Recently a patron at a musical explained, “I don’t think I have much of a hearing loss, but the [Infrared] earphones brought the actors voices past the orchestra so I could actually understand the words.” The Center also offers audio-described performances for those with vision loss and signed performances for people who use sign language.

Cultural and sensitivity training for the more than 500 ushers who work the performances enable the front line “redcoats” to meet the immediate needs of patrons with disabilities and older adults. Each theater also has “accessibility ushers” at every performance whose primary responsibility is to assist patrons with mobility and other accessibility needs.

When asked how many patrons benefit from the Center’s efforts, Betty shakes her head and notes that it is “virtually impossible to tell.” She continues, “Patrons with disabilities do not need to identify themselves to Kennedy Center staff to take advantage of accommodations. Although theater managers report on some services provided such as large-print programs or wheelchair use, many patrons are self-sufficient and slip by unnoticed. Hearing loss is, of course, invisible so we are uncertain as to how many people who are hard of hearing and deaf actually attend captioned or signed performances.”
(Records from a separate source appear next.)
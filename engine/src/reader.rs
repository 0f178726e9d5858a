//! Completion detection
//!
//! Chat endpoints stream their answer into the page and give no explicit
//! end-of-stream marker. Two strategies decide when an answer is complete:
//!
//! - [`StabilizingReader`] polls the visible text and declares completion once
//!   the same non-empty text has been seen on `same_answer_limit + 1`
//!   consecutive polls.
//! - [`wait_affordance_gone`] waits for a "stop generating" control to
//!   disappear, using the transport's blocking wait when it has one and
//!   polling otherwise.

use crate::wait::RetryWaiter;
use async_trait::async_trait;
use sdk::{Selector, SessionError, Transport, TransportError};
use serde::{Deserialize, Serialize};
use std::time::Duration;
use tokio::time::sleep;

/// Interval used when polling for a busy affordance to disappear
pub const AFFORDANCE_POLL_INTERVAL: Duration = Duration::from_millis(500);

/// Something that can be asked for the currently visible output
#[async_trait]
pub trait OutputProbe: Sync {
    /// Current output. An empty string means nothing is visible yet.
    async fn read(&self) -> Result<String, TransportError>;
}

/// Tuning knobs for [`StabilizingReader`]
#[derive(Debug, Clone, Copy, Serialize, Deserialize, PartialEq, Eq)]
pub struct StabilizationParams {
    /// Poll budget for each of the two phases
    #[serde(default = "default_steps")]
    pub steps: u32,

    /// Delay between two polls, in milliseconds
    #[serde(default = "default_period_ms")]
    pub period_ms: u64,

    /// Extra identical reads required before the output counts as settled
    #[serde(default = "default_same_answer_limit")]
    pub same_answer_limit: u32,
}

fn default_steps() -> u32 {
    200
}

fn default_period_ms() -> u64 {
    500
}

fn default_same_answer_limit() -> u32 {
    3
}

impl Default for StabilizationParams {
    fn default() -> Self {
        Self {
            steps: default_steps(),
            period_ms: default_period_ms(),
            same_answer_limit: default_same_answer_limit(),
        }
    }
}

impl StabilizationParams {
    pub const MAX_STEPS: u32 = 10_000;
    pub const MAX_PERIOD_MS: u64 = 60_000;

    pub fn period(&self) -> Duration {
        Duration::from_millis(self.period_ms)
    }

    /// Time allowed for the first non-empty read: `steps` polls, the first
    /// one immediate
    pub fn first_read_budget(&self) -> Duration {
        self.period()
            .checked_mul(self.steps.saturating_sub(1))
            .unwrap_or(Duration::MAX)
    }

    pub fn validate(&self) -> Result<(), String> {
        if self.steps == 0 || self.steps > Self::MAX_STEPS {
            return Err(format!(
                "stabilization steps must be between 1 and {}, got {}",
                Self::MAX_STEPS,
                self.steps
            ));
        }
        if self.period_ms > Self::MAX_PERIOD_MS {
            return Err(format!(
                "stabilization period_ms must be at most {}, got {}",
                Self::MAX_PERIOD_MS,
                self.period_ms
            ));
        }
        Ok(())
    }
}

/// Polls an [`OutputProbe`] until its text stops changing
#[derive(Debug, Clone, Copy, Default)]
pub struct StabilizingReader {
    params: StabilizationParams,
}

impl StabilizingReader {
    pub fn new(params: StabilizationParams) -> Self {
        Self { params }
    }

    pub fn params(&self) -> &StabilizationParams {
        &self.params
    }

    /// Wait for the probe's output to settle and return it
    ///
    /// `interim` is cleared first and always holds the latest distinct
    /// non-empty read, so a caller can inspect partial output after an
    /// error. A sink whose `k`-th non-empty read is then held is read
    /// exactly `k + same_answer_limit + 1` times.
    pub async fn read_stable<P>(&self, probe: &P, interim: &mut String) -> Result<String, SessionError>
    where
        P: OutputProbe + ?Sized,
    {
        interim.clear();
        let period = self.params.period();
        let steps = self.params.steps;

        // Phase 1: first non-empty read, at most `steps` polls
        let first_wait = RetryWaiter::new(self.params.first_read_budget(), period);
        let first = first_wait
            .poll_for(
                move || async move {
                    let text = probe.read().await?;
                    Ok::<_, TransportError>((!text.is_empty()).then_some(text))
                },
                true,
            )
            .await?;

        let Some(first) = first else {
            tracing::debug!("No output after {} polls", steps);
            return Err(SessionError::NoResponse { polls: steps });
        };
        *interim = first;

        // Phase 2: hold until the same text is seen `limit + 1` times in a row
        let mut same_count = 0u32;
        let mut settled = false;
        for _ in 0..steps {
            sleep(period).await;
            let text = probe.read().await?;
            if !text.is_empty() && text == *interim {
                same_count += 1;
            } else {
                same_count = 0;
                *interim = text;
            }
            if same_count > self.params.same_answer_limit {
                settled = true;
                break;
            }
        }

        if interim.is_empty() {
            return Err(SessionError::NoResponse { polls: steps.saturating_mul(2) });
        }
        if !settled {
            tracing::debug!("Output still changing after {} polls, returning latest", steps);
        }
        Ok(interim.clone())
    }
}

/// Wait until no element matches `busy`
///
/// Prefers [`Transport::wait_until_absent`]. Transports that report it as
/// unsupported are polled through [`Transport::is_present`] instead.
/// Returns whether the affordance disappeared within `timeout`.
pub async fn wait_affordance_gone(
    transport: &dyn Transport,
    busy: &Selector,
    timeout: Duration,
) -> Result<bool, TransportError> {
    match transport.wait_until_absent(busy, timeout).await {
        Err(TransportError::Unsupported(_)) => {
            tracing::debug!("Blocking wait unavailable, polling for {} to disappear", busy);
            RetryWaiter::new(timeout, AFFORDANCE_POLL_INTERVAL)
                .try_wait_until(
                    move || async move { transport.is_present(busy).await.map(|present| !present) },
                    false,
                )
                .await
        }
        other => other,
    }
}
Cognitive disabilities, mental illnesses or autism and such medical challenges as heart conditions or arthritis, are also difficult to identify. Even statistics on assistive listening device use are not reliable because individuals without hearing loss also might use them. A broad estimate by Betty puts the figure at “easily 25,000 patrons, but it is probably more.” According to the U.S. Census Bureau, one in ten Americans has a mental or physical disability, a figure that supports her assumption.

From Whence She Came
When asked about Betty’s professional background she laughs. She confessed that she started out in costume design…but “without much passion.” Her professional path kept moving her toward working with people. She discovered the joys and challenges of working in the area of disability access to the arts at the Arena Stage, a regional theater venue in Washington, D.C. where she was a theater manager in the early 1980s. She found it rewarding to “make a difference in the lives of theatergoers with disabilities” and helping them to be an integral part of the cultural event, rather than limited spectators.
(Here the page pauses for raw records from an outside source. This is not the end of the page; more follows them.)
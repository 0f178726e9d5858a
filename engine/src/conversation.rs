//! Two-head conversations
//!
//! A [`ConversationDriver`] relays answers between the two sessions of a
//! swarm: each head's latest answer becomes the other head's next prompt.

use crate::orchestrator::Orchestrator;
use sdk::SwarmError;

/// Alternating dialogue between exactly two sessions
#[derive(Debug)]
pub struct ConversationDriver<'a> {
    orchestrator: &'a Orchestrator,
    heads: [String; 2],
    last_responses: Option<(String, String)>,
}

impl<'a> ConversationDriver<'a> {
    /// Bind to the two sessions of `orchestrator`, in registry order
    pub fn new(orchestrator: &'a Orchestrator) -> Result<Self, SwarmError> {
        let tags: Vec<String> = orchestrator.registry().tags().map(str::to_string).collect();
        let heads: [String; 2] = tags
            .try_into()
            .map_err(|tags: Vec<String>| SwarmError::HeadCount { found: tags.len() })?;

        tracing::info!("Conversation between {} and {}", heads[0], heads[1]);
        Ok(Self {
            orchestrator,
            heads,
            last_responses: None,
        })
    }

    pub fn heads(&self) -> (&str, &str) {
        (&self.heads[0], &self.heads[1])
    }

    /// Latest answers of both heads, once the conversation has started
    pub fn last_responses(&self) -> Option<(&str, &str)> {
        self.last_responses
            .as_ref()
            .map(|(r1, r2)| (r1.as_str(), r2.as_str()))
    }

    /// Prime both heads
    ///
    /// With `use_response1`, the first head's answer is appended to the
    /// second head's intro on a new line.
    pub async fn start(
        &mut self,
        intro1: &str,
        intro2: &str,
        use_response1: bool,
    ) -> Result<(String, String), SwarmError> {
        let r1 = self.ask(0, intro1).await?;
        let intro2 = if use_response1 {
            format!("{}\n{}", intro2, r1)
        } else {
            intro2.to_string()
        };
        let r2 = self.ask(1, &intro2).await?;

        self.last_responses = Some((r1.clone(), r2.clone()));
        Ok((r1, r2))
    }

    /// Run one more exchange
    ///
    /// `prompt1` defaults to the second head's last answer and `prompt2` to
    /// the first head's fresh answer. Empty overrides count as absent.
    pub async fn continue_turn(
        &mut self,
        prompt1: Option<&str>,
        prompt2: Option<&str>,
    ) -> Result<(String, String), SwarmError> {
        let prompt1 = match prompt1.filter(|p| !p.is_empty()) {
            Some(prompt) => prompt.to_string(),
            None => self
                .last_responses
                .as_ref()
                .map(|(_, r2)| r2.clone())
                .ok_or(SwarmError::ConversationNotStarted)?,
        };
        let r1 = self.ask(0, &prompt1).await?;

        let prompt2 = prompt2
            .filter(|p| !p.is_empty())
            .map_or_else(|| r1.clone(), str::to_string);
        let r2 = self.ask(1, &prompt2).await?;

        self.last_responses = Some((r1.clone(), r2.clone()));
        Ok((r1, r2))
    }

    async fn ask(&self, head: usize, prompt: &str) -> Result<String, SwarmError> {
        let tag = &self.heads[head];
        self.orchestrator
            .interact(tag, prompt)
            .await
            .map_err(|source| SwarmError::Session {
                tag: tag.clone(),
                source,
            })
    }
}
For the efforts of the Kennedy Center’s Accessibility Office, Betty accepted HLAA’s National Access Award 2011 at the HLAA Convention for their contributions toward making the arts accessible to persons with hearing loss. “Arts should not shy away from the issues [which confront persons with disabilities].” From Betty’s viewpoint, she is immersed in those issues every single day…and loving every minute of it.
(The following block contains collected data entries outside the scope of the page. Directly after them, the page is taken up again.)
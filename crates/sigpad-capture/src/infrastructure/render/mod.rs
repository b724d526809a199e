//! Rendering infrastructure.
//!
//! The capture pipeline draws reconstructed segments onto a persistent
//! rendering surface which doubles as the export source: what accumulated on
//! the surface at finish time is exactly what the raster contains.  The
//! [`RenderSink`] trait is the seam between the capture controller and the
//! concrete surface, so tests can substitute a recording sink.

pub mod raster;

pub use raster::RasterSurface;

use sigpad_core::Segment;
use thiserror::Error;

/// Error type for rendering and export operations.
#[derive(Debug, Error)]
pub enum RenderError {
    /// The raster could not be encoded.
    #[error("raster encoding failed: {0}")]
    Encode(#[from] image::ImageError),
}

/// Raster output format for [`RenderSink::export`].
#[derive(Debug, Clone, Copy, PartialEq, Eq)]
pub enum ExportFormat {
    Png,
    /// JPEG with an encoder quality in `1..=100`.
    Jpeg { quality: u8 },
}

/// A 2-D drawing surface accepting segment draw commands.
pub trait RenderSink: Send {
    /// Draws one line segment in canvas coordinates.
    fn draw_segment(&mut self, segment: &Segment);

    /// Wipes the whole surface back to the background colour.
    fn clear(&mut self);

    /// Encodes the current surface content.  Pure with respect to surface
    /// state: exporting twice yields identical bytes.
    fn export(&self, format: ExportFormat) -> Result<Vec<u8>, RenderError>;
}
Scott J. Bally, Ph.D., M.S.W., CCC-SLP, recently retired from Gallaudet University where he was a full professor in both the speech-language pathology and audiology programs in the department of hearing, speech and language sciences. He has worked in public school, hospital, deaf institute, community clinic and university settings in a career spanning more than 35 years. He has written numerous articles and book chapters on the biopsychosocial effects of hearing loss and has presented to both professional and consumer organizations.

Dr. Bally has also worked at the John F. Kennedy Center for the Performing Arts in Washington, D.C., where he is head usher at the Opera House and is regularly called on to work with patrons who having hearing loss at captioned performances in the Opera House and the Eisenhower Theaters. He can be reached at sbally@hearingloss.org.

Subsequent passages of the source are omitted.